(Source data)

//! `wd-snap` — turning an ordered waypoint list into a drivable path.
//!
//! The planner's output contract (ordered coordinates) is the only coupling
//! surface here: a Directions-API client and the offline straight-line
//! fallback are interchangeable behind [`RouteSnapper`].
//!
//! | Module      | Contents                                                 |
//! |-------------|----------------------------------------------------------|
//! | [`snapper`] | `RouteSnapper` trait, `SnappedPath`                      |
//! | [`chunk`]   | `snap_chunked` — request-size-limited snapping           |
//! | [`straight`]| `StraightLineSnapper` — offline default                  |
//! | [`error`]   | `SnapError`, `SnapResult<T>`                             |

pub mod chunk;
pub mod error;
pub mod snapper;
pub mod straight;


pub use chunk::{MAX_WAYPOINTS_PER_CHUNK, snap_chunked, snap_chunked_with};
pub use error::{SnapError, SnapResult};
pub use snapper::{RouteSnapper, SnappedPath};
pub use straight::StraightLineSnapper;
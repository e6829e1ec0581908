//! Core error type.
//!
//! Sub-crates define their own error enums and either convert `CoreError`
//! via `From` impls or wrap it as one variant.  Libraries in this workspace
//! never log or print; they return these errors and let the calling layer
//! decide whether to abort, skip, or prompt.

use thiserror::Error;

/// The base error type for the `wd-*` crates.
#[derive(Debug, Error)]
pub enum CoreError {
    /// A latitude/longitude pair outside WGS-84 ranges (or non-finite).
    #[error("coordinate out of range: ({lat}, {lon})")]
    InvalidCoordinate { lat: f64, lon: f64 },

    #[error("parse error: {0}")]
    Parse(String),
}

/// Shorthand result type for `wd-core` operations.
pub type CoreResult<T> = Result<T, CoreError>;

(End Source data)

**What is needed:** Filter the records for lines holding the string "SnapResult". Copy each one.

**Exercise result:**
//! | [`error`]   | `SnapError`, `SnapResult<T>`                             |
pub use error::{SnapError, SnapResult};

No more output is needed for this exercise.